***** Source data

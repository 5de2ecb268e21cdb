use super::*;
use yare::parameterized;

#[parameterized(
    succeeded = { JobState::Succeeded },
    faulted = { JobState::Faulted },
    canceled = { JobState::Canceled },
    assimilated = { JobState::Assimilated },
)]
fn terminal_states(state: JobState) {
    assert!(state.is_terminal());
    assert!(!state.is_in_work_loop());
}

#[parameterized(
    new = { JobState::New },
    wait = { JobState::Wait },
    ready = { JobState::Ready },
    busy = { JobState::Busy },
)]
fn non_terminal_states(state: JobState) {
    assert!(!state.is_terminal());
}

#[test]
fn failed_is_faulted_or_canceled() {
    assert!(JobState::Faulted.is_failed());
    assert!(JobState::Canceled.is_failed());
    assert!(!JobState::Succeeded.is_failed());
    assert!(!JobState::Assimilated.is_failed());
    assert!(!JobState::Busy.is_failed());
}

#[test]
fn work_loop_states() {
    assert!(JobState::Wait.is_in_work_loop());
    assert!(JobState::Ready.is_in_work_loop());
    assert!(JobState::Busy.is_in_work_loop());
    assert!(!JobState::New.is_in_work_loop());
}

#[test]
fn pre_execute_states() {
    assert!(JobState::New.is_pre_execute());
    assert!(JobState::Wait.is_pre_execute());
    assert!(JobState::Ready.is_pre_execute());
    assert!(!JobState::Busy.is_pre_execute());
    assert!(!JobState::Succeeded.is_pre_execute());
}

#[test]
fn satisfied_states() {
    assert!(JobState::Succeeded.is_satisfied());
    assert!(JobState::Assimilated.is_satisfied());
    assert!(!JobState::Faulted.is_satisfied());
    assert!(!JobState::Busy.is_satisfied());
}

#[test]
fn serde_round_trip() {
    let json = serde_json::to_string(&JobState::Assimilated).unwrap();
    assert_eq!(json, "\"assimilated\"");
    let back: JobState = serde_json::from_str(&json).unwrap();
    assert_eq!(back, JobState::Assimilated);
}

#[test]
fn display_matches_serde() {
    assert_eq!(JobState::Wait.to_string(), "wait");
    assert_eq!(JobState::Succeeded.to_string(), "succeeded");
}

**********

Exercise instructions: Give the number of lines in the data above that include the word "Succeeded", with no other words.

Reply: 5